1. Compile a production bundle of the CLI/app:
   ```bash
   dart build cli bin/main.dart
   ```
2. Navigate to the compiled build directory containing the dynamic library.
3. Query the exported dynamic symbol tables:
   *   **macOS**:
       ```bash
       nm -gU build/cli/lib/libsqlite3.dylib
       ```
   *   **Linux**:
       ```bash
       nm -D build/cli/lib/libsqlite3.so
       ```
   *   **Windows** (using MSVC Developer Command Prompt):
       ```cmd
       dumpbin /EXPORTS build\cli\lib\sqlite3.dll
       ```
4. **Confirm Target Exports**: Verify that the command outputs **only** the explicitly kept entry point functions (e.g. `sqlite3_libversion`) and does not output any unreferenced/stripped symbols.
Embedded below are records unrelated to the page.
//! The stage engine.
//!
//! A [`StageChain`] runs request stages strictly in order until one of
//! them produces a reply or an error. A [`ResponseChain`] runs response
//! stages over every reply. Both are immutable once built and shared by
//! all requests.

use std::any::Any;
use std::fmt;
use std::panic::AssertUnwindSafe;
use std::sync::Arc;

use futures_util::FutureExt;
use ruo_core::{PipelineError, Reply};
use tracing::{debug, error, trace};

use crate::context::RequestContext;
use crate::stage::{Flow, ResponseStage, Stage};
use crate::types::Request;

/// An ordered list of request stages.
#[derive(Clone, Default)]
pub struct StageChain {
    stages: Vec<Arc<dyn Stage>>,
}

impl StageChain {
    /// Creates a chain from stages in execution order.
    #[must_use]
    pub fn new(stages: Vec<Arc<dyn Stage>>) -> Self {
        Self { stages }
    }

    /// Returns the stage names in execution order.
    #[must_use]
    pub fn names(&self) -> Vec<&'static str> {
        self.stages.iter().map(|s| s.name()).collect()
    }

    /// Returns the number of stages.
    #[must_use]
    pub fn len(&self) -> usize {
        self.stages.len()
    }

    /// Returns true if the chain has no stages.
    #[must_use]
    pub fn is_empty(&self) -> bool {
        self.stages.is_empty()
    }

    /// Runs the chain.
    ///
    /// Stages that need an operation are skipped while none is resolved. A
    /// panicking stage ends the chain with `Unhandled`, and so does a chain
    /// that runs out of stages without a reply.
    pub async fn run(
        &self,
        ctx: &mut RequestContext,
        request: &mut Request,
    ) -> Result<Reply, PipelineError> {
        for stage in &self.stages {
            if stage.requires_operation() && ctx.operation().is_none() {
                trace!(
                    request_id = %ctx.request_id(),
                    stage = stage.name(),
                    "Skipping operation-bound stage"
                );
                continue;
            }

            trace!(request_id = %ctx.request_id(), stage = stage.name(), "Running stage");
            let outcome = AssertUnwindSafe(stage.process(ctx, request))
                .catch_unwind()
                .await;

            match outcome {
                Ok(Ok(Flow::Continue)) => {}
                Ok(Ok(Flow::Respond(reply))) => {
                    debug!(
                        request_id = %ctx.request_id(),
                        stage = stage.name(),
                        status = reply.status().as_u16(),
                        "Stage produced a response"
                    );
                    return Ok(reply);
                }
                Ok(Err(err)) => {
                    debug!(
                        request_id = %ctx.request_id(),
                        stage = stage.name(),
                        kind = %err.kind(),
                        "Stage terminated the request"
                    );
                    return Err(err);
                }
                Err(panic) => {
                    let message = panic_message(panic.as_ref());
                    error!(
                        request_id = %ctx.request_id(),
                        stage = stage.name(),
                        panic = %message,
                        "Stage panicked"
                    );
                    return Err(PipelineError::unhandled(format!(
                        "stage '{}' panicked: {message}",
                        stage.name()
                    )));
                }
            }
        }

        Err(PipelineError::unhandled(
            "request pipeline finished without a response",
        ))
    }
}

impl fmt::Debug for StageChain {
    fn fmt(&self, f: &mut fmt::Formatter<'_>) -> fmt::Result {
        f.debug_struct("StageChain")
            .field("stages", &self.names())
            .finish()
    }
}

/// An ordered list of response stages.
#[derive(Clone, Default)]
pub struct ResponseChain {
    stages: Vec<Arc<dyn ResponseStage>>,
}

impl ResponseChain {
    /// Creates a chain from stages in execution order.
    #[must_use]
    pub fn new(stages: Vec<Arc<dyn ResponseStage>>) -> Self {
        Self { stages }
    }

    /// Returns the stage names in execution order.
    #[must_use]
    pub fn names(&self) -> Vec<&'static str> {
        self.stages.iter().map(|s| s.name()).collect()
    }

    /// Runs every stage over the reply.
    ///
    /// A panicking stage is logged and skipped; the remaining stages still run.
    pub async fn run(&self, ctx: &mut RequestContext, reply: &mut Reply) {
        for stage in &self.stages {
            trace!(request_id = %ctx.request_id(), stage = stage.name(), "Running response stage");
            if let Err(panic) = AssertUnwindSafe(stage.process(ctx, reply))
                .catch_unwind()
                .await
            {
                error!(
                    request_id = %ctx.request_id(),
                    stage = stage.name(),
                    panic = %panic_message(panic.as_ref()),
                    "Response stage panicked"
                );
            }
        }
    }
}

impl fmt::Debug for ResponseChain {
    fn fmt(&self, f: &mut fmt::Formatter<'_>) -> fmt::Result {
        f.debug_struct("ResponseChain")
            .field("stages", &self.names())
            .finish()
    }
}

/// Extracts a readable message from a panic payload.
pub(crate) fn panic_message(payload: &(dyn Any + Send)) -> String {
    if let Some(message) = payload.downcast_ref::<&str>() {
        (*message).to_string()
    } else if let Some(message) = payload.downcast_ref::<String>() {
        message.clone()
    } else {
        "unknown panic".to_string()
    }
}

#[cfg(test)]
mod tests {
    use super::*;
    use crate::stage::{FnResponseStage, FnStage};
    use bytes::Bytes;
    use http::{Method, StatusCode};
    use ruo_core::{fixtures, ErrorKind, OperationCatalog, RequestId};
    use serde_json::json;
    use std::sync::Mutex;

    type Trace = Arc<Mutex<Vec<&'static str>>>;

    fn tracking(name: &'static str, trace: &Trace, bound: bool) -> Arc<dyn Stage> {
        let trace = Arc::clone(trace);
        let stage = FnStage::new(name, move |_ctx, _req| {
            let trace = Arc::clone(&trace);
            Box::pin(async move {
                trace.lock().unwrap().push(name);
                Ok(Flow::Continue)
            })
        });
        if bound {
            Arc::new(stage.operation_bound())
        } else {
            Arc::new(stage)
        }
    }

    fn responding(status: StatusCode) -> Arc<dyn Stage> {
        Arc::new(FnStage::new("respond", move |_ctx, _req| {
            Box::pin(async move {
                Ok(Flow::Respond(Reply::ok(json!({"status": status.as_u16()}))))
            })
        }))
    }

    async fn explode() -> Result<Flow, PipelineError> {
        panic!("stage exploded")
    }

    async fn explode_quietly() {
        panic!("response stage exploded")
    }

    fn context() -> RequestContext {
        RequestContext::new(RequestId::new(), Arc::from("1.0.0"), Method::GET, "/users/1")
    }

    fn request() -> Request {
        http::Request::builder()
            .uri("/users/1")
            .body(Bytes::new())
            .unwrap()
    }

    #[tokio::test]
    async fn test_stages_run_in_order() {
        let trace: Trace = Arc::default();
        let chain = StageChain::new(vec![
            tracking("first", &trace, false),
            tracking("second", &trace, false),
            responding(StatusCode::OK),
            tracking("never", &trace, false),
        ]);

        let reply = chain.run(&mut context(), &mut request()).await.unwrap();
        assert_eq!(reply.status(), StatusCode::OK);
        assert_eq!(*trace.lock().unwrap(), vec!["first", "second"]);
    }

    #[tokio::test]
    async fn test_operation_bound_stages_skipped_without_operation() {
        let trace: Trace = Arc::default();
        let chain = StageChain::new(vec![
            tracking("unbound", &trace, false),
            tracking("bound", &trace, true),
            responding(StatusCode::OK),
        ]);

        chain.run(&mut context(), &mut request()).await.unwrap();
        assert_eq!(*trace.lock().unwrap(), vec!["unbound"]);

        let catalog = OperationCatalog::from_definition(&fixtures::users_definition()).unwrap();
        let mut ctx = context();
        ctx.set_operation(catalog.resolve(&Method::GET, "/users/1").unwrap());
        chain.run(&mut ctx, &mut request()).await.unwrap();
        assert_eq!(
            *trace.lock().unwrap(),
            vec!["unbound", "unbound", "bound"]
        );
    }

    #[tokio::test]
    async fn test_error_stops_chain() {
        let trace: Trace = Arc::default();
        let failing: Arc<dyn Stage> = Arc::new(FnStage::new("fail", |_ctx, _req| {
            Box::pin(async { Err::<Flow, _>(PipelineError::not_found("gone")) })
        }));
        let chain = StageChain::new(vec![failing, tracking("after", &trace, false)]);

        let err = chain.run(&mut context(), &mut request()).await.unwrap_err();
        assert_eq!(err.kind(), ErrorKind::NotFound);
        assert!(trace.lock().unwrap().is_empty());
    }

    #[tokio::test]
    async fn test_panic_becomes_unhandled() {
        let panicking: Arc<dyn Stage> = Arc::new(FnStage::new("boom", |_ctx, _req| {
            Box::pin(explode())
        }));
        let chain = StageChain::new(vec![panicking]);

        let err = chain.run(&mut context(), &mut request()).await.unwrap_err();
        assert_eq!(err.kind(), ErrorKind::Unhandled);
        assert!(err.to_string().contains("stage exploded"));
    }

    #[tokio::test]
    async fn test_exhausted_chain_is_unhandled() {
        let trace: Trace = Arc::default();
        let chain = StageChain::new(vec![tracking("only", &trace, false)]);
        let err = chain.run(&mut context(), &mut request()).await.unwrap_err();
        assert_eq!(err.kind(), ErrorKind::Unhandled);
    }

    #[tokio::test]
    async fn test_response_chain_survives_panics() {
        let boom: Arc<dyn ResponseStage> = Arc::new(FnResponseStage::new("boom", |_ctx, _reply| {
            Box::pin(explode_quietly())
        }));
        let tag: Arc<dyn ResponseStage> = Arc::new(FnResponseStage::new("tag", |_ctx, reply| {
            Box::pin(async move {
                reply.headers_mut().insert("x-tag", http::HeaderValue::from_static("1"));
            })
        }));
        let chain = ResponseChain::new(vec![boom, tag]);
        assert_eq!(chain.names(), vec!["boom", "tag"]);

        let mut reply = Reply::ok(json!({}));
        chain.run(&mut context(), &mut reply).await;
        assert_eq!(reply.headers().get("x-tag").unwrap(), "1");
    }

    #[test]
    fn test_panic_message() {
        assert_eq!(panic_message(&"static"), "static");
        assert_eq!(panic_message(&String::from("owned")), "owned");
        assert_eq!(panic_message(&42_u8), "unknown panic");
    }
}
5. **No Bundle Scenario**: If the application does not import or invoke any methods from the native library:
   - Verify that the link hook logs: `Skipping linking as no symbols are to be kept.`
   - Verify that no library was built/placed in the production bundle (the `.dylib`/`.so`/`.dll` file is not generated, saving bundle size).

### 4. Verify Offline Compliance (User Defines)
Confirm offline compliance is fully active and the download fallback executes perfectly offline:

1. Configure the `local_build: true` define for your package in the package's `pubspec.yaml` (or the workspace root `pubspec.yaml`):
   ```yaml
   hooks:
     user_defines:
       <your_package_name>:
         local_build: true
   ```
2. Disable the machine's network adapter or run in a sandboxed offline shell.
3. Launch unit tests:
   ```bash
   dart test
   ```
4. Verify the test suite successfully compiles local source files using host compilers, has no compile errors, and never attempts network download requests.